What if Medicare’s drug benefit was more like the VA’s? | The Incidental Economist
Medicare’s inability to negotiate program-wide prices and tighten plan formularies is in stark contrast to the VA, which negotiates directly with drug manufacturers and is not bound by the same formulary rules as Part D plans. That’s why the VA has been able to implement a national formulary more restrictive than those of Medicare plans and obtains lower drug prices. If Medicare plans could implement VA-like formularies and obtain commensurately lower prices, our paper shows that enough could be saved to compensate beneficiaries for the loss of choice, with savings to spare.
To repeat, the key findings are:
The VA pays 40% less than Medicare plans for prescription drugs.
Medicare plans cover about 85% of the most popular 200 drugs on average (ranging from a low of 68% to a high of 93%).
The VA’s national formulary includes 59% of the most popular 200 drugs.
If Medicare obtained the same drug prices as the VA, it would save $510 per beneficiary per year or a total of $14 billion per year (2009 prices).

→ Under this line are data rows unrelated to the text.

//! Connection lifecycle - open publishers and subscribers.
//!
//! ## Architecture
//!
//! ```text
//! ┌─────────────────────────────────────────────────────────────┐
//! │              Publisher + Subscriber Traits                   │
//! │  Publisher: send(msg)          -> Dispatch<()>              │
//! │  Subscriber: receive(timeout)  -> Dispatch<StreamMessage>   │
//! └─────────────────────────────────────────────────────────────┘
//!                            │
//!                            ▼
//! ┌─────────────────────────────────────────────────────────────┐
//! │        StreamPublisher<P> / StreamSubscriber<C>              │
//! │  - route every call through the execution adapter           │
//! │  - close at most once, close on drop                        │
//! └─────────────────────────────────────────────────────────────┘
//!                            │
//!                            ▼
//! ┌─────────────────────────────────────────────────────────────┐
//! │           Producer + Consumer (backend, blocking)            │
//! │  Producer: produce(msg) / close()                           │
//! │  Consumer: poll(timeout) -> Polled / close()                │
//! └─────────────────────────────────────────────────────────────┘
//! ```

mod publisher;
mod subscriber;

use std::panic::{self, AssertUnwindSafe};

use tracing::warn;

use crate::error::Result;
use crate::execution::ExecutionContext;

pub use publisher::{Producer, Publisher, StreamPublisher};
pub use subscriber::{Consumer, Polled, StreamSubscriber, Subscriber};

/// An open publisher or subscriber holding backend resources.
pub trait Connection: Send + Sync {
    /// The worker pool operations are dispatched to, if any.
    fn execution_context(&self) -> Option<&ExecutionContext>;

    fn is_closed(&self) -> bool {
        false
    }

    /// Release backend resources.
    fn close(&self) -> Result<()> {
        Ok(())
    }
}

impl<C: Connection + ?Sized> Connection for Box<C> {
    fn execution_context(&self) -> Option<&ExecutionContext> {
        (**self).execution_context()
    }

    fn is_closed(&self) -> bool {
        (**self).is_closed()
    }

    fn close(&self) -> Result<()> {
        (**self).close()
    }
}

/// Use `connection` for the duration of `f`, then close it.
///
/// `close` runs exactly once whichever way `f` exits: a value, an error, or
/// a panic. A close failure is returned when `f` succeeded; when `f` failed
/// its error wins.
///
/// ## Example
///
/// ```
/// use stream_bus::{scoped, StreamMessage, StreamRegistry};
///
/// let stream = StreamRegistry::builtin().by_name("memory", "scoped-doc", None).unwrap();
///
/// scoped(stream.publish().unwrap(), |publisher| {
///     publisher.send(StreamMessage::new("t1", "hi")).wait()
/// })
/// .unwrap();
/// ```
pub fn scoped<C, T, F>(connection: C, f: F) -> Result<T>
where
    C: Connection,
    F: FnOnce(&C) -> Result<T>,
{
    let outcome = panic::catch_unwind(AssertUnwindSafe(|| f(&connection)));
    let closed = connection.close();

    match outcome {
        Ok(Ok(value)) => closed.map(|()| value),
        Ok(Err(err)) => {
            if let Err(close_err) = closed {
                warn!(error = %close_err, "failed to close connection after error");
            }
            Err(err)
        }
        Err(payload) => {
            if let Err(close_err) = closed {
                warn!(error = %close_err, "failed to close connection while unwinding");
            }
            panic::resume_unwind(payload)
        }
    }
}
//! Redis pub/sub stream.
//!
//! Uses the blocking `redis` client: `PUBLISH` to send, `SUBSCRIBE` plus a
//! socket read timeout to poll. Redis has no end-of-data marker, so by
//! default a subscriber keeps polling until a message arrives.

use std::sync::atomic::{AtomicBool, Ordering};
use std::sync::Mutex;
use std::time::{Duration, Instant};

use redis::{Client, Connection, Msg, RedisError};
use tracing::{debug, info};

use crate::config::{EmptyPolicy, StreamConfig};
use crate::connection::{
    Consumer, Polled, Producer, Publisher, StreamPublisher, StreamSubscriber, Subscriber,
};
use crate::error::{Result, StreamError};
use crate::execution::ExecutionContext;
use crate::message::StreamMessage;
use crate::stream::{topic_set, Stream};

/// Build a connection URL from a bare host (`127.0.0.1`) or a full URL.
pub fn redis_url(target: &str) -> String {
    if target.contains("://") {
        target.to_string()
    } else {
        format!("redis://{}", target)
    }
}

fn connect(target: &str) -> Result<Connection> {
    let url = redis_url(target);
    let client = Client::open(url.as_str())
        .map_err(|err| StreamError::backend(format!("invalid redis target {url}"), err))?;
    client
        .get_connection()
        .map_err(|err| StreamError::backend(format!("failed to connect to redis at {url}"), err))
}

fn lock(connection: &Mutex<Connection>) -> Result<std::sync::MutexGuard<'_, Connection>> {
    connection
        .lock()
        .map_err(|_| StreamError::backend("redis connection lock poisoned", "poisoned lock"))
}

/// Send handle issuing `PUBLISH` on a dedicated connection.
pub struct RedisProducer {
    connection: Mutex<Connection>,
}

impl Producer for RedisProducer {
    fn produce(&self, msg: &StreamMessage) -> Result<()> {
        let mut connection = lock(&self.connection)?;
        redis::cmd("PUBLISH")
            .arg(msg.topic())
            .arg(msg.payload().to_vec())
            .query::<i64>(&mut *connection)
            .map(|receivers| debug!(topic = msg.topic(), receivers, "published to redis"))
            .map_err(|err| {
                StreamError::backend(format!("failed to produce to {}", msg.topic()), err)
            })
    }
}

/// Longest single blocking read. `close` waits at most this long for an
/// in-flight poll to release the connection.
const READ_SLICE: Duration = Duration::from_millis(100);

/// Receive handle reading pushed messages from a subscribed connection.
pub struct RedisConsumer {
    connection: Mutex<Connection>,
    closed: AtomicBool,
}

impl RedisConsumer {
    fn open(mut connection: Connection, topics: &[String]) -> Result<Self> {
        let subscribe = redis::cmd("SUBSCRIBE").arg(topics.to_vec()).get_packed_command();
        connection.send_packed_command(&subscribe).map_err(|err| {
            StreamError::backend(format!("failed to subscribe to {topics:?}"), err)
        })?;
        Ok(Self {
            connection: Mutex::new(connection),
            closed: AtomicBool::new(false),
        })
    }

    fn read(&self, slice: Duration) -> Result<Polled> {
        let mut connection = lock(&self.connection)?;
        connection
            .set_read_timeout(Some(slice))
            .map_err(|err| StreamError::backend("failed to set redis read timeout", err))?;
        translate(connection.recv_response())
    }
}

/// Map one pushed reply to a poll outcome. Subscription confirmations are
/// not messages; they count as end-of-data so the poll continues.
fn translate(reply: std::result::Result<redis::Value, RedisError>) -> Result<Polled> {
    match reply {
        Ok(value) => Ok(match Msg::from_value(&value) {
            Some(msg) => Polled::Message(StreamMessage::new(
                msg.get_channel_name(),
                msg.get_payload_bytes(),
            )),
            None => Polled::EndOfData,
        }),
        Err(err) if err.is_timeout() => Ok(Polled::Empty),
        Err(err) => Err(StreamError::backend("failed to poll redis subscription", err)),
    }
}

/// Run `read` in slices of at most [`READ_SLICE`] until it yields something
/// other than an empty slice, the window elapses, or `closed` is set.
fn read_in_slices(
    closed: &AtomicBool,
    timeout: Option<Duration>,
    mut read: impl FnMut(Duration) -> Result<Polled>,
) -> Result<Polled> {
    let deadline = timeout.map(|timeout| Instant::now() + timeout);

    loop {
        if closed.load(Ordering::Acquire) {
            return Err(StreamError::Closed);
        }

        // The socket rejects a zero read timeout.
        let slice = deadline
            .map_or(READ_SLICE, |deadline| {
                deadline.saturating_duration_since(Instant::now()).min(READ_SLICE)
            })
            .max(Duration::from_millis(1));

        let polled = read(slice)?;
        let expired = deadline.is_some_and(|deadline| Instant::now() >= deadline);
        if polled != Polled::Empty || expired {
            return Ok(polled);
        }
    }
}

impl Consumer for RedisConsumer {
    fn poll(&self, timeout: Option<Duration>) -> Result<Polled> {
        read_in_slices(&self.closed, timeout, |slice| self.read(slice))
    }

    fn close(&self) -> Result<()> {
        self.closed.store(true, Ordering::Release);
        let mut connection = lock(&self.connection)?;
        let unsubscribe = redis::cmd("UNSUBSCRIBE").get_packed_command();
        connection
            .send_packed_command(&unsubscribe)
            .map_err(|err| StreamError::backend("failed to unsubscribe from redis", err))
    }
}

/// Redis stream.
pub struct RedisStream {
    target: String,
    context: Option<ExecutionContext>,
    policy: EmptyPolicy,
}

impl RedisStream {
    /// Build from a registry config. Keeps polling on empty windows unless
    /// the config overrides the policy.
    pub fn from_config(config: StreamConfig) -> Self {
        Self {
            policy: config.empty_policy_or(EmptyPolicy::KeepPolling),
            target: config.target,
            context: config.context,
        }
    }
}

impl Stream for RedisStream {
    fn target(&self) -> &str {
        &self.target
    }

    fn execution_context(&self) -> Option<&ExecutionContext> {
        self.context.as_ref()
    }

    fn publish(&self) -> Result<Box<dyn Publisher>> {
        info!(target_addr = %self.target, "producing to redis");
        let producer = RedisProducer {
            connection: Mutex::new(connect(&self.target)?),
        };
        Ok(Box::new(StreamPublisher::new(producer, self.context.clone())))
    }

    fn subscribe(&self, topics: &[&str]) -> Result<Box<dyn Subscriber>> {
        info!(target_addr = %self.target, "consuming from redis");
        let topics = topic_set(topics);
        info!(?topics, "subscribing redis consumer");

        let channels: Vec<String> = topics.iter().cloned().collect();
        let consumer = RedisConsumer::open(connect(&self.target)?, &channels)?;
        Ok(Box::new(StreamSubscriber::new(
            consumer,
            topics,
            self.policy,
            self.context.clone(),
        )))
    }
}
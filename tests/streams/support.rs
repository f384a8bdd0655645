//! Scriptable fake backend for exercising the core without a broker.

use std::collections::VecDeque;
use std::fmt;
use std::sync::atomic::{AtomicUsize, Ordering};
use std::sync::{Arc, Mutex};
use std::time::Duration;

use stream_bus::{
    Consumer, EmptyPolicy, ExecutionContext, Polled, Producer, Publisher, Result, Stream,
    StreamConfig, StreamError, StreamMessage, StreamPublisher, StreamRegistry, StreamSubscriber,
    Subscriber,
};

/// Connectivity fault raised by the fake backend's client.
#[derive(Debug, Clone, PartialEq, Eq)]
pub struct SimulatedFault(pub &'static str);

impl fmt::Display for SimulatedFault {
    fn fmt(&self, f: &mut fmt::Formatter<'_>) -> fmt::Result {
        write!(f, "simulated fault: {}", self.0)
    }
}

impl std::error::Error for SimulatedFault {}

/// Shared state behind every connection opened on a [`FakeStream`].
#[derive(Clone, Default)]
pub struct FakeBackend {
    inner: Arc<Inner>,
}

#[derive(Default)]
struct Inner {
    queued: Mutex<VecDeque<std::result::Result<Polled, SimulatedFault>>>,
    sent: Mutex<Vec<StreamMessage>>,
    publish_fault: Mutex<Option<SimulatedFault>>,
    polls: AtomicUsize,
    closes: AtomicUsize,
}

impl FakeBackend {
    pub fn new() -> Self {
        Self::default()
    }

    /// Queue a message for the next poll.
    pub fn inject(&self, topic: &str, payload: &[u8]) {
        self.push(Ok(Polled::Message(StreamMessage::new(topic, payload))));
    }

    pub fn push(&self, polled: std::result::Result<Polled, SimulatedFault>) {
        self.inner.queued.lock().unwrap().push_back(polled);
    }

    /// Make every subsequent send fail with `fault`.
    pub fn fail_sends(&self, fault: SimulatedFault) {
        *self.inner.publish_fault.lock().unwrap() = Some(fault);
    }

    pub fn sent(&self) -> Vec<StreamMessage> {
        self.inner.sent.lock().unwrap().clone()
    }

    pub fn polls(&self) -> usize {
        self.inner.polls.load(Ordering::SeqCst)
    }

    pub fn closes(&self) -> usize {
        self.inner.closes.load(Ordering::SeqCst)
    }
}

impl Producer for FakeBackend {
    fn produce(&self, msg: &StreamMessage) -> Result<()> {
        if let Some(fault) = self.inner.publish_fault.lock().unwrap().clone() {
            return Err(StreamError::backend(
                format!("failed to produce {:?}", msg.payload()),
                fault,
            ));
        }
        self.inner.sent.lock().unwrap().push(msg.clone());
        Ok(())
    }

    fn close(&self) -> Result<()> {
        self.inner.closes.fetch_add(1, Ordering::SeqCst);
        Ok(())
    }
}

impl Consumer for FakeBackend {
    fn poll(&self, timeout: Option<Duration>) -> Result<Polled> {
        self.inner.polls.fetch_add(1, Ordering::SeqCst);
        let next = self.inner.queued.lock().unwrap().pop_front();
        match next {
            Some(Ok(polled)) => Ok(polled),
            Some(Err(fault)) => Err(StreamError::backend("failed to poll", fault)),
            None => {
                if let Some(timeout) = timeout {
                    std::thread::sleep(timeout);
                }
                Ok(Polled::Empty)
            }
        }
    }

    fn close(&self) -> Result<()> {
        self.inner.closes.fetch_add(1, Ordering::SeqCst);
        Ok(())
    }
}

/// Stream over a [`FakeBackend`].
pub struct FakeStream {
    config: StreamConfig,
    backend: FakeBackend,
}

impl FakeStream {
    pub fn new(backend: FakeBackend, config: StreamConfig) -> Self {
        Self { config, backend }
    }
}

impl Stream for FakeStream {
    fn target(&self) -> &str {
        &self.config.target
    }

    fn execution_context(&self) -> Option<&ExecutionContext> {
        self.config.context.as_ref()
    }

    fn publish(&self) -> Result<Box<dyn Publisher>> {
        Ok(Box::new(StreamPublisher::new(
            self.backend.clone(),
            self.config.context.clone(),
        )))
    }

    fn subscribe(&self, topics: &[&str]) -> Result<Box<dyn Subscriber>> {
        Ok(Box::new(StreamSubscriber::new(
            self.backend.clone(),
            topics.iter().map(|t| t.to_string()).collect(),
            self.config.empty_policy_or(EmptyPolicy::Fail),
            self.config.context.clone(),
        )))
    }
}

/// Registry with `"mock"` bound to streams over `backend`.
pub fn mock_registry(backend: &FakeBackend) -> StreamRegistry {
    let backend = backend.clone();
    StreamRegistry::new().register("mock", move |config| -> Box<dyn Stream> {
        Box::new(FakeStream::new(backend.clone(), config))
    })
}

/// A two-worker runtime for tests that drive dispatch from sync code.
pub fn runtime() -> tokio::runtime::Runtime {
    tokio::runtime::Builder::new_multi_thread()
        .worker_threads(2)
        .build()
        .unwrap()
}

If Medicare plans tightened formularies to the level of generosity available from the VA (59% of top 200 drugs covered), beneficiaries would lose $405 of value per year associated with the loss of choice of drugs. (The right way to interpret this is that the average beneficiary would be precisely indifferent between the loss of drug choice and $405 dollars in cash.)
Because the savings ($510 per beneficiary) exceeds the loss of value to beneficiaries ($405), they could, in principle, be made whole with $105 left over (= $510 – $405).